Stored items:
• • • • • • •
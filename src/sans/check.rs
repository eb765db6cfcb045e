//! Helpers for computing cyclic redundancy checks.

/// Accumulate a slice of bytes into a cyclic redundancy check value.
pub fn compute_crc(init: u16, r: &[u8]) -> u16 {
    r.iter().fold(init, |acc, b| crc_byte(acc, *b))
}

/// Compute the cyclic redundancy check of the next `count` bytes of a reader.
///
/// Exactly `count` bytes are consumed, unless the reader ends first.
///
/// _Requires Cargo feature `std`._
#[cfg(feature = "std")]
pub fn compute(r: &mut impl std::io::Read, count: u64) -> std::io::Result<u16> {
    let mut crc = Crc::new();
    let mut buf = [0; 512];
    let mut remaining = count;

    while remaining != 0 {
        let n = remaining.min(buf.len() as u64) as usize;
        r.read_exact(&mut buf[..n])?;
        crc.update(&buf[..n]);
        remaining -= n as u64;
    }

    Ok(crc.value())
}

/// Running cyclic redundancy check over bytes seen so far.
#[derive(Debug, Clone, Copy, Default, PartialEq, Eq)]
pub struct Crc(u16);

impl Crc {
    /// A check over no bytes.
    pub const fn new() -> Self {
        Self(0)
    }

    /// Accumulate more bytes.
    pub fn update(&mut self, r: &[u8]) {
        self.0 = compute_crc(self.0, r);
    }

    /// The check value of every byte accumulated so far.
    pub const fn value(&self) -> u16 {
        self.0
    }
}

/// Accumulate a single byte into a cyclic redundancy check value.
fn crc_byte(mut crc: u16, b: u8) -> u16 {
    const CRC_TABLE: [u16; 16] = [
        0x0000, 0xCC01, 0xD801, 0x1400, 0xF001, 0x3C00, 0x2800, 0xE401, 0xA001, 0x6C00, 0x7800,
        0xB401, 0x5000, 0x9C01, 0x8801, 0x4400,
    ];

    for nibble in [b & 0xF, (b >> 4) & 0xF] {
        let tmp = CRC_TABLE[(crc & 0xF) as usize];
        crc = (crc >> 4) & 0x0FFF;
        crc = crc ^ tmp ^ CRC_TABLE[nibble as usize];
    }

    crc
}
• • • • • • •
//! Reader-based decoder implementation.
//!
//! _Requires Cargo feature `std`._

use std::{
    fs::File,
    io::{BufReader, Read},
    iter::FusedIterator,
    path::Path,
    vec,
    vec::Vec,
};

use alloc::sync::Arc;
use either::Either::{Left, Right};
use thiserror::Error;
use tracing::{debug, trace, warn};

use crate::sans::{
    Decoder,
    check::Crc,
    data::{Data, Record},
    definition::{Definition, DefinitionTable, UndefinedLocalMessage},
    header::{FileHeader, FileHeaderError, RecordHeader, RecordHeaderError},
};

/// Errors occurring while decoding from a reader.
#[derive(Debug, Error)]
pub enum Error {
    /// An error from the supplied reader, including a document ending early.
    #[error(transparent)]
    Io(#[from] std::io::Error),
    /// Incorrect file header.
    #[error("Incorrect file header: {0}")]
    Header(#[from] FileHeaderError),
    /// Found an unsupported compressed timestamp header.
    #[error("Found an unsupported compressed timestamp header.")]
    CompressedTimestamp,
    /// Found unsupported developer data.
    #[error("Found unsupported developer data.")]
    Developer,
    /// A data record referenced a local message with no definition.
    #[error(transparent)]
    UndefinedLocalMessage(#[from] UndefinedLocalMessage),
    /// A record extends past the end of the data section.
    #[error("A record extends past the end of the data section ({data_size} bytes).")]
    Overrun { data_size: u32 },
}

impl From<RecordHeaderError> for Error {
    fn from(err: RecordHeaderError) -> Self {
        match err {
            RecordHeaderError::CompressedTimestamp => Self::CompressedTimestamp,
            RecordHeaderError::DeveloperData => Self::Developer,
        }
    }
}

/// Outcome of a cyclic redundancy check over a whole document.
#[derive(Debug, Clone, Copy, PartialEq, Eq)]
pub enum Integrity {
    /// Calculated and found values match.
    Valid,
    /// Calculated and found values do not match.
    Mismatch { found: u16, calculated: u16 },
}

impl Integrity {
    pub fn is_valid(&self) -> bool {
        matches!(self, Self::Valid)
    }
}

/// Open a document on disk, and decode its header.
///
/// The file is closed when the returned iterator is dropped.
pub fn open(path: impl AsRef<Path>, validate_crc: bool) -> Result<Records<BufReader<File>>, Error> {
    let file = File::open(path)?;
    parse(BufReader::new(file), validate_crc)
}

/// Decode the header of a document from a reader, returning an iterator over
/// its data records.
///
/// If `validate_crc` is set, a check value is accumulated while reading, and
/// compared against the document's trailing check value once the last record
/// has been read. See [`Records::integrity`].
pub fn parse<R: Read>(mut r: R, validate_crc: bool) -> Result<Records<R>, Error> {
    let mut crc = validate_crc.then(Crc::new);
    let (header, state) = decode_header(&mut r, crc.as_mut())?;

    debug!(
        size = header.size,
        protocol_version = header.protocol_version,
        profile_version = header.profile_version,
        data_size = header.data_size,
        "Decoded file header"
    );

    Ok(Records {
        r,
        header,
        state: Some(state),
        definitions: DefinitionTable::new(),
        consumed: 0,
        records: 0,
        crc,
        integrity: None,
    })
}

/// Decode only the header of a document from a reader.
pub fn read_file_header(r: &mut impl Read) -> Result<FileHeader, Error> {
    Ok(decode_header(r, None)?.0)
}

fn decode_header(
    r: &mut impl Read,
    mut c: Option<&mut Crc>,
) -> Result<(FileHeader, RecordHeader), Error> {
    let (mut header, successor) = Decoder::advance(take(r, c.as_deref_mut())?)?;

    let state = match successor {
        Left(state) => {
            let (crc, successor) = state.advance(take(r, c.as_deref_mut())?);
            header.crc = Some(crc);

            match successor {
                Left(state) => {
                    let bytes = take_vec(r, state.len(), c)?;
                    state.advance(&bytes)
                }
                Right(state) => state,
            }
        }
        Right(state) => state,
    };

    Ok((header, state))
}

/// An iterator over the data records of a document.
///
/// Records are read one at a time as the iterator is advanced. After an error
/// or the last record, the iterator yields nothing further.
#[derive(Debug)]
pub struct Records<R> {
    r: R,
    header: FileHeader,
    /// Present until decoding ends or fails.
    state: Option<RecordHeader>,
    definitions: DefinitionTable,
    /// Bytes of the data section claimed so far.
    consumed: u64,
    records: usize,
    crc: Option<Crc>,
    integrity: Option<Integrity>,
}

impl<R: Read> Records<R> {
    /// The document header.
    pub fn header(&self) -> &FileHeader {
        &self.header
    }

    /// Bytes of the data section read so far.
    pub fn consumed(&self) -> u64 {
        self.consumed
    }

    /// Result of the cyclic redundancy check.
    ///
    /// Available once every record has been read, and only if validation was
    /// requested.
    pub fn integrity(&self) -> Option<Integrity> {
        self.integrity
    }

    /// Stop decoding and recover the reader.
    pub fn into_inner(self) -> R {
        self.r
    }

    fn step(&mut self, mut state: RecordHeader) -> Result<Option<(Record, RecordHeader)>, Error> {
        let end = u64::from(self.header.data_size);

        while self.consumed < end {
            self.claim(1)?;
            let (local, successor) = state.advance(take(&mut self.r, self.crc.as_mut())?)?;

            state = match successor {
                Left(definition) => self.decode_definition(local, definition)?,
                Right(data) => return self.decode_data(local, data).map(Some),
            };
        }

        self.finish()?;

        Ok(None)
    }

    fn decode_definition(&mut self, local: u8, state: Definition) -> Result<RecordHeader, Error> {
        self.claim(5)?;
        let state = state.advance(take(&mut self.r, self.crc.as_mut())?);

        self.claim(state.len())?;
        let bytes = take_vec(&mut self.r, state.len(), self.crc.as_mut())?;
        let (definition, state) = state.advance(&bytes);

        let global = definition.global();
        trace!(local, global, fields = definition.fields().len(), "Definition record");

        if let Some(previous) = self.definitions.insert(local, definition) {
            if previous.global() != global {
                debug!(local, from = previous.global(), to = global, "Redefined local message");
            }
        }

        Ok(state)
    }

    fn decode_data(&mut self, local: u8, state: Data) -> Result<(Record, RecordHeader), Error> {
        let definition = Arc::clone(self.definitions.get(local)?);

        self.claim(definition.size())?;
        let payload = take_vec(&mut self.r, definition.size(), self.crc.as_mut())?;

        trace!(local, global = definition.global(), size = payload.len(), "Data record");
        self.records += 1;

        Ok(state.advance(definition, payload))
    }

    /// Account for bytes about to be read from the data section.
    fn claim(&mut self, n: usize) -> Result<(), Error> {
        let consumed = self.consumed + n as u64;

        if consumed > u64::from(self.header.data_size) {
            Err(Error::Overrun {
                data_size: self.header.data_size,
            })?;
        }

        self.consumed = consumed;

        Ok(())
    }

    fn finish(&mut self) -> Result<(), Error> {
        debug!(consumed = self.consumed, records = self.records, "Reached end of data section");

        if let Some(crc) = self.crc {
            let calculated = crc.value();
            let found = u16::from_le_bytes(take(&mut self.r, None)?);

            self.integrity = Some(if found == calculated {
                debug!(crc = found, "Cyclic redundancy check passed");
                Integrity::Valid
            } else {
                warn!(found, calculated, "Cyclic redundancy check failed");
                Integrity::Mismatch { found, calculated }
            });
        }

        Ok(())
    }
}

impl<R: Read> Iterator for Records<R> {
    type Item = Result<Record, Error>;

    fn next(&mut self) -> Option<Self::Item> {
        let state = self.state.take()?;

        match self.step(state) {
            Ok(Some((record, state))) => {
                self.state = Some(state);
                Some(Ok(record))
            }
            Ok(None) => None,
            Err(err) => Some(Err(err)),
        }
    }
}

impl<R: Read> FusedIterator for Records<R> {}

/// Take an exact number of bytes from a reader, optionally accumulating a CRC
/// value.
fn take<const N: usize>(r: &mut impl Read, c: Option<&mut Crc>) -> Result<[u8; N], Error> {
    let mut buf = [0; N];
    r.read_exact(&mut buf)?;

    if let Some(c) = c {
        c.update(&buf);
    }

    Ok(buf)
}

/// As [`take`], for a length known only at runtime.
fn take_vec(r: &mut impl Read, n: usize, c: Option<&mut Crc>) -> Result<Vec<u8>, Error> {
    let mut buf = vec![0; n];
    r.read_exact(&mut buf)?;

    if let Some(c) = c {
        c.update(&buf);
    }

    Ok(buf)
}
• • • • • • •
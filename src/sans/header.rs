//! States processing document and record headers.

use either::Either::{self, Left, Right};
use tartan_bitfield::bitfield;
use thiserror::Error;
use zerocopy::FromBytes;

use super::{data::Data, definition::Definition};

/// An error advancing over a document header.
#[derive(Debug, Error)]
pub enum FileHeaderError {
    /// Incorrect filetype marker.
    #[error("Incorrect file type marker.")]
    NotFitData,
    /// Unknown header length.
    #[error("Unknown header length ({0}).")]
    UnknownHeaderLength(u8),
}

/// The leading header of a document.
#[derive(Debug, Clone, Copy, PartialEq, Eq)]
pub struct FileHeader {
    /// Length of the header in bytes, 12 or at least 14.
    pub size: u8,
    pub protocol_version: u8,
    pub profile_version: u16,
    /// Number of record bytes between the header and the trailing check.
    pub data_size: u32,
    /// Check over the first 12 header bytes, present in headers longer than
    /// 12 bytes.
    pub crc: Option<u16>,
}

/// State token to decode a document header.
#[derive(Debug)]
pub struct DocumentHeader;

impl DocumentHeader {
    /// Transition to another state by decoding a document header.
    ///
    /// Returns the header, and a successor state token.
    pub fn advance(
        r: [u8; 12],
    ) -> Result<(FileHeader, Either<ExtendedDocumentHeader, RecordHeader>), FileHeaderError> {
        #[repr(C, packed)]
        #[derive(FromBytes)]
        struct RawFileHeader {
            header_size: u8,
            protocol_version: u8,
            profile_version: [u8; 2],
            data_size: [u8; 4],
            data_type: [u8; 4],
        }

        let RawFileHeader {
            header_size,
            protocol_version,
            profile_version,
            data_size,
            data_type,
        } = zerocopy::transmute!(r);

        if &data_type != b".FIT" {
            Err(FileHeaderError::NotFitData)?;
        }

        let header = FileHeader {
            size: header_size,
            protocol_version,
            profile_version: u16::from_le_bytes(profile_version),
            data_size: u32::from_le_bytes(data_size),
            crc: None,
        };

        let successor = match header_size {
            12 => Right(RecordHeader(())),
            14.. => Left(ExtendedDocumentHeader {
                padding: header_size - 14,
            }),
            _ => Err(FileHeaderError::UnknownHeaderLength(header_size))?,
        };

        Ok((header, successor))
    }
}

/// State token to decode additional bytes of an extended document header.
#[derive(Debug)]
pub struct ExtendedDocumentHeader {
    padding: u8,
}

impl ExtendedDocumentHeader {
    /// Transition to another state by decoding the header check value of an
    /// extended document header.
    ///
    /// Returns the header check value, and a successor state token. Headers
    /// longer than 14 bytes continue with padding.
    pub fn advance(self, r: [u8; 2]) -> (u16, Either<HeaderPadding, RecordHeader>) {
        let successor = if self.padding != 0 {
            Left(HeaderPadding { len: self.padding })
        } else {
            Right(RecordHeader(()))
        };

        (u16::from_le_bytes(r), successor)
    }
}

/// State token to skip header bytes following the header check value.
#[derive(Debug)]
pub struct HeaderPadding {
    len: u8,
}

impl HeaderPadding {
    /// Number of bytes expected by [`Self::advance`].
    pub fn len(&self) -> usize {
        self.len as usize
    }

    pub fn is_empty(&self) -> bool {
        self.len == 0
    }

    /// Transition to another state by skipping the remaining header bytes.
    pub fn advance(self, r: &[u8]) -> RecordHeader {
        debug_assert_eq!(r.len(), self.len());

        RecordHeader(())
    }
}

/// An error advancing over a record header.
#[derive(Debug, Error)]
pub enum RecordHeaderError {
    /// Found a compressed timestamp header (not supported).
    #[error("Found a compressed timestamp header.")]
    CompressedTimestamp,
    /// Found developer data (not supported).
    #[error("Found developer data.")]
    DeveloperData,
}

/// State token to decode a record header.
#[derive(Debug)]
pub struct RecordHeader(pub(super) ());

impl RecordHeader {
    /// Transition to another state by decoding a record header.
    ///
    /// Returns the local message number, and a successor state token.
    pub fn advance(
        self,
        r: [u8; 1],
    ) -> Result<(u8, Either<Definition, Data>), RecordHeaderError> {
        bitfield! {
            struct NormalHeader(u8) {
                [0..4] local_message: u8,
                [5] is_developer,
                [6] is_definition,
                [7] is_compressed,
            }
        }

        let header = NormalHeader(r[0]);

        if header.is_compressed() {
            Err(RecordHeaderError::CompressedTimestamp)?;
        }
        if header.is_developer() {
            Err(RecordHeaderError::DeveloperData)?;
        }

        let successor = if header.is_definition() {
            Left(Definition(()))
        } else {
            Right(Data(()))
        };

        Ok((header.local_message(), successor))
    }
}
• • • • • • •
Whenever a line above has the word "Mismatch" in it, copy that line.

    Mismatch { found: u16, calculated: u16 },
                Integrity::Mismatch { found, calculated }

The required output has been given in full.